Montgomery Cuts Budget by $54 Million Following Revenue Shortfall

The Montgomery County Council approved cutting the fiscal 2016 budget by $54 million this week to offset lower than expected revenues and significant income tax refunds that will need to be paid as a result of a recent Supreme Court ruling. This reduction is slightly higher than the $50.8 million proposed by County Executive Ike Leggett.

As reported by the Washington Post,

The council accepted about $36 million of Leggett’s cuts, including $10 million from Montgomery County Public Schools and $2.5 million from Montgomery College. But it also restored about $2.5 million in executive reductions to salary supplements for aides to the developmentally disabled, and housing assistance for homeless veterans and families with children. The council also walked back cuts in library materials and in deep cleaning of libraries and recreation centers.

To get to the $54 million mark in cuts, the council voted to pull from the capital improvements plan more than $18 million in tax funds earmarked for certain projects. The projects have encountered delays, so the money will not be needed this year, officials said. A contract for renovations to the council’s Maryland Avenue office building ($14.3 million) is being rebid. Delays in approval of the proposed Purple Line have freed up money ($3.8 million) that would have gone to a new entrance connecting the street-level stop on the light-rail line in Bethesda with Metro ($3.8 million).

County Executive Leggett has indicated that a property tax increase may be necessary next year. However, Council President George Leventhal stated that he would like to have “a serious conversation about the cost of government.”

Congress Set to Pass Another Short-Term Transportation Funding Measure

With the August recess fast approaching, Congress will again pass a short-term transportation bill extending federal dollars until the end of October.

As reported by The Hill,

The House voted Wednesday to approve an $8 billion bill that would extend federal transportation funding until the end of October, sending it to the Senate with just two days to go before the nation’s road and transit spending expires.

The bill passed in a 385-34 vote, with Rep. Betty McCollum (D-Minn.) voting present. Senators are expected to accept the patch to prevent an interruption in the nation’s infrastructure spending during the busy summer construction season.

The House is adjourning for the traditional August recess after the vote, forcing the Senate’s hand.

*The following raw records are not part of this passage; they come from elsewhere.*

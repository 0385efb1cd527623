//! Guards against wiping score libraries.
//!
//! A setlist directory is deleted and recreated on every run, so it must never
//! coincide with, contain, or sit inside a source directory. It must also leave
//! the catalogs, the instrument library and the setlists root itself alone.

use std::path::{Component, Path, PathBuf};

use crate::error::{Error, Result};

/// Lexically normalize a path: absolute, `.` dropped, `..` applied.
fn canonical_form(path: &Path) -> PathBuf {
    let absolute = std::path::absolute(path).unwrap_or_else(|_| path.to_path_buf());
    let mut out = PathBuf::new();
    for component in absolute.components() {
        match component {
            Component::CurDir => {}
            Component::ParentDir => {
                out.pop();
            }
            other => out.push(other),
        }
    }
    out
}

/// Check that `name` is a single plain path component.
///
/// Setlist names and the catalog and library folder names are joined onto
/// `setlists_dir`, so `""`, `.`, `..`, `a/b` and absolute paths are refused.
pub fn validate_dir_name(name: &str) -> Result<()> {
    let mut components = Path::new(name).components();
    match (components.next(), components.next()) {
        (Some(Component::Normal(_)), None) => Ok(()),
        _ => Err(Error::UnsafeOutput(format!(
            "'{}' is not a plain directory name",
            name
        ))),
    }
}

/// Validate that `output` may be deleted and rebuilt.
///
/// Fails with `Error::UnsafeOutput` when `output` is the filesystem root, equals
/// a source directory, lies inside one, or contains one. `reserved_dirs` may
/// sit next to or above `output` but never be it or be inside it.
pub fn validate_output_dir(output: &Path, source_dirs: &[&Path], reserved_dirs: &[PathBuf]) -> Result<()> {
    let output = canonical_form(output);
    if output.parent().is_none() {
        return Err(Error::UnsafeOutput(format!(
            "refusing to rebuild filesystem root '{}'",
            output.display()
        )));
    }

    for reserved in reserved_dirs {
        let reserved = canonical_form(reserved);
        if reserved.starts_with(&output) {
            return Err(Error::UnsafeOutput(format!(
                "output '{}' would remove '{}'",
                output.display(),
                reserved.display()
            )));
        }
    }

    for source in source_dirs {
        let source = canonical_form(source);
        if output == source {
            return Err(Error::UnsafeOutput(format!(
                "output '{}' is a source directory",
                output.display()
            )));
        }
        if output.starts_with(&source) {
            return Err(Error::UnsafeOutput(format!(
                "output '{}' is inside source directory '{}'",
                output.display(),
                source.display()
            )));
        }
        if source.starts_with(&output) {
            return Err(Error::UnsafeOutput(format!(
                "output '{}' contains source directory '{}'",
                output.display(),
                source.display()
            )));
        }
    }
    Ok(())
}
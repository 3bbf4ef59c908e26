//! Paths and logging shared by the library and the shell

pub mod app_paths;
pub mod dual_logging;
pub mod logging;
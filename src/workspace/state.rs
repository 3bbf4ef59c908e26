//! JSON state file: last file, Filtered tab mode and the tab layout.

use crate::filter::manager::CombinationMode;
use crate::filter::rule::FilterRule;
use crate::workspace::tab::TabKind;
use anyhow::{Context, Result};
use serde::{Deserialize, Serialize};
use serde_json::Value as JsonValue;
use std::fs;
use std::path::{Path, PathBuf};
use tracing::{debug, warn};

pub const FILTERED_MATCHED: &str = "matched";
pub const FILTERED_UNMATCHED: &str = "unmatched";

fn default_filtered_mode() -> String {
    FILTERED_MATCHED.to_string()
}

fn default_filter_mode() -> String {
    CombinationMode::All.to_string()
}

#[derive(Debug, Clone, PartialEq, Serialize, Deserialize)]
pub struct AppState {
    #[serde(default)]
    pub last_file: Option<PathBuf>,

    /// "matched" or "unmatched"; anything else reads as matched
    #[serde(default = "default_filtered_mode")]
    pub filtered_tab_mode: String,

    #[serde(default)]
    pub tabs: Vec<TabEntry>,

    /// Rules saved before tabs carried their own lists
    #[serde(default, skip_serializing_if = "Vec::is_empty")]
    pub filters: Vec<JsonValue>,
}

impl Default for AppState {
    fn default() -> Self {
        Self {
            last_file: None,
            filtered_tab_mode: default_filtered_mode(),
            tabs: Vec::new(),
            filters: Vec::new(),
        }
    }
}

impl AppState {
    pub fn filtered_show_matches(&self) -> bool {
        self.filtered_tab_mode != FILTERED_UNMATCHED
    }

    /// Top-level rules from the older format, bad entries skipped
    pub fn legacy_filters(&self) -> Vec<FilterRule> {
        parse_rules(&self.filters, "legacy filters")
    }
}

/// A tab as written to disk; very old files only stored tab names
#[derive(Debug, Clone, PartialEq, Serialize, Deserialize)]
#[serde(untagged)]
pub enum TabEntry {
    Full(TabState),
    Name(String),
}

#[derive(Debug, Clone, PartialEq, Serialize, Deserialize)]
pub struct TabState {
    #[serde(default)]
    pub name: String,

    #[serde(rename = "type", default)]
    pub kind: String,

    #[serde(default)]
    pub filters: Vec<JsonValue>,

    #[serde(default = "default_filter_mode")]
    pub filter_mode: String,

    #[serde(default, skip_serializing_if = "Option::is_none")]
    pub file_path: Option<PathBuf>,

    /// Single rule written by older versions
    #[serde(default, skip_serializing)]
    pub filter: Option<JsonValue>,
}

impl TabState {
    pub fn new(name: &str, kind: TabKind, filters: &[FilterRule], mode: CombinationMode) -> Self {
        Self {
            name: name.to_string(),
            kind: kind.as_str().to_string(),
            filters: filters.iter().map(FilterRule::to_value).collect(),
            filter_mode: mode.to_string(),
            file_path: None,
            filter: None,
        }
    }

    pub fn tab_kind(&self) -> Option<TabKind> {
        self.kind.parse().ok()
    }

    pub fn mode(&self) -> CombinationMode {
        CombinationMode::parse_lenient(&self.filter_mode)
    }

    /// Saved rules; falls back to the single `filter` key when `filters` is empty
    pub fn rules(&self) -> Vec<FilterRule> {
        if self.filters.is_empty() {
            if let Some(single) = &self.filter {
                return parse_rules(std::slice::from_ref(single), &self.name);
            }
        }
        parse_rules(&self.filters, &self.name)
    }
}

fn parse_rules(values: &[JsonValue], owner: &str) -> Vec<FilterRule> {
    values
        .iter()
        .filter_map(|value| match FilterRule::from_value(value) {
            Ok(rule) => Some(rule),
            Err(e) => {
                warn!(target: "state", "Skipping saved rule in '{}': {}", owner, e);
                None
            }
        })
        .collect()
}

/// Reads and writes the state file
#[derive(Debug, Clone)]
pub struct StateStore {
    path: PathBuf,
}

impl StateStore {
    pub fn new(path: impl Into<PathBuf>) -> Self {
        Self { path: path.into() }
    }

    pub fn path(&self) -> &Path {
        &self.path
    }

    /// `None` when no state has been saved yet
    pub fn load(&self) -> Result<Option<AppState>> {
        if !self.path.exists() {
            return Ok(None);
        }
        let contents = fs::read_to_string(&self.path)
            .with_context(|| format!("Failed to read state file {}", self.path.display()))?;
        let state = serde_json::from_str(&contents)
            .with_context(|| format!("State file {} is corrupt", self.path.display()))?;
        Ok(Some(state))
    }

    /// Write through a temp file so an interrupted save keeps the old state
    pub fn save(&self, state: &AppState) -> Result<()> {
        if let Some(parent) = self.path.parent() {
            fs::create_dir_all(parent)?;
        }
        let tmp = self.path.with_extension("json.tmp");
        let contents = serde_json::to_string_pretty(state)?;
        fs::write(&tmp, contents)
            .with_context(|| format!("Failed to write {}", tmp.display()))?;
        fs::rename(&tmp, &self.path)
            .with_context(|| format!("Failed to replace {}", self.path.display()))?;
        debug!(target: "state", "Saved {} tabs to {}", state.tabs.len(), self.path.display());
        Ok(())
    }
}

#[cfg(test)]
mod tests {
    use super::*;
    use crate::filter::rule::NumericOperator;
    use tempfile::TempDir;

    #[test]
    fn test_save_and_load() {
        let dir = TempDir::new().unwrap();
        let store = StateStore::new(dir.path().join("app_state.json"));
        assert!(store.load().unwrap().is_none());

        let rule = FilterRule::numeric("GPA", NumericOperator::GreaterOrEqual, 3.5);
        let mut file_tab = TabState::new("other.csv", TabKind::File, &[], CombinationMode::All);
        file_tab.file_path = Some(dir.path().join("other.csv"));
        let state = AppState {
            last_file: Some(dir.path().join("students.csv")),
            filtered_tab_mode: FILTERED_UNMATCHED.to_string(),
            tabs: vec![
                TabEntry::Full(TabState::new("All Students", TabKind::Base, &[], CombinationMode::All)),
                TabEntry::Full(TabState::new("GPA >= 3.5", TabKind::Rule, &[rule.clone()], CombinationMode::Any)),
                TabEntry::Full(file_tab),
            ],
            filters: Vec::new(),
        };
        store.save(&state).unwrap();

        let loaded = store.load().unwrap().unwrap();
        assert_eq!(loaded, state);
        assert!(!loaded.filtered_show_matches());

        let raw = fs::read_to_string(store.path()).unwrap();
        assert!(raw.contains("\"type\": \"rule\""));

        let TabEntry::Full(rule_tab) = &loaded.tabs[1] else {
            panic!("expected full tab entry");
        };
        assert_eq!(rule_tab.rules(), vec![rule]);
        assert_eq!(rule_tab.mode(), CombinationMode::Any);
    }

    #[test]
    fn test_legacy_shapes() {
        let raw = r#"{
            "last_file": "students.xlsx",
            "filtered_tab_mode": "something-else",
            "filters": [{"type": "text", "column": "Status", "tokens": ["Active"], "case_sensitive": false}],
            "tabs": [
                {"name": "Old", "type": "filter", "filter": {"type": "numeric", "column": "GPA", "operator": ">", "value": 3.0}},
                {"name": "Broken", "type": "rule", "filters": [{"type": "mystery"}], "filter_mode": "bogus"},
                "Just A Name"
            ]
        }"#;
        let state: AppState = serde_json::from_str(raw).unwrap();

        assert!(state.filtered_show_matches());
        assert_eq!(state.legacy_filters().len(), 1);

        let TabEntry::Full(old) = &state.tabs[0] else {
            panic!("expected full tab entry");
        };
        assert_eq!(old.tab_kind(), Some(TabKind::Rule));
        assert_eq!(
            old.rules(),
            vec![FilterRule::numeric("GPA", NumericOperator::Greater, 3.0)]
        );

        let TabEntry::Full(broken) = &state.tabs[1] else {
            panic!("expected full tab entry");
        };
        assert!(broken.rules().is_empty());
        assert_eq!(broken.mode(), CombinationMode::All);

        assert_eq!(state.tabs[2], TabEntry::Name("Just A Name".to_string()));
    }

    #[test]
    fn test_corrupt_file_is_an_error() {
        let dir = TempDir::new().unwrap();
        let path = dir.path().join("app_state.json");
        fs::write(&path, "{ nope").unwrap();
        assert!(StateStore::new(&path).load().is_err());
    }
}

But senators are planning to stay in Washington next week, and Majority Leader Mitch McConnell (R-Ky.) has vowed to finish a six-year transportation bill to jumpstart conference negotiations on a final bill.

A long-term transportation measure will be taken up when Congress reconvenes in September.

Congress is grappling with a funding shortfall for transportation that is estimated to be around $16 billion per year. Since 2005, lawmakers have not passed a transportation bill that lasted longer than two years.

Augustine Commission Faces Difficult Task in Examining Tax Structure

An article in the Daily Record (subscription required) indicates that the Maryland Economic Development and Business Climate Commission has a difficult task ahead as it begins its work to examine the State’s tax structure. The Commission, otherwise known as the Augustine Commission after its chair, former Lockheed Martin Chief Executive Officer Norm Augustine, has been charged this interim with examining the State’s business tax and incentive structure to improve Maryland’s competitiveness.

As described by the article, some members, including Mr. Augustine, hope to identify “low hanging fruit” that can be changed to improve the state’s tax structure. One member, former St. Mary’s Delegate John Bohanan, commented that local governments are part of the problem because the state provides aid to local governments in ways that other states do not. However, the bulk of this aid is provided for K-12 education.

Senator Edward Kasemeyer, Chair of the Senate Budget and Taxation Committee and a Commission member, commented that the group needs to determine where it can provide the biggest impact and place the emphasis there. He further indicated that there would not be broad sweeping changes to tax categories.

As previously reported on Conduit Street, the Commission convened last week to examine the state’s tax structure, revenue estimating practices, and budget process. The Commission will continue to hold meetings over the next several months looking more closely at business taxes and incentives and best practices. A final report is due in December.

Meeting Schedule

Congressman Delaney Calls for Smarter Government on TEDx

Congressman John Delaney of Maryland gave a TED talk on TEDx Pennsylvania Avenue that shares his idea for a new approach to government, nonprofit and business sector collaboration. U.S. Representative Delaney was a business entrepreneur before entering Congress.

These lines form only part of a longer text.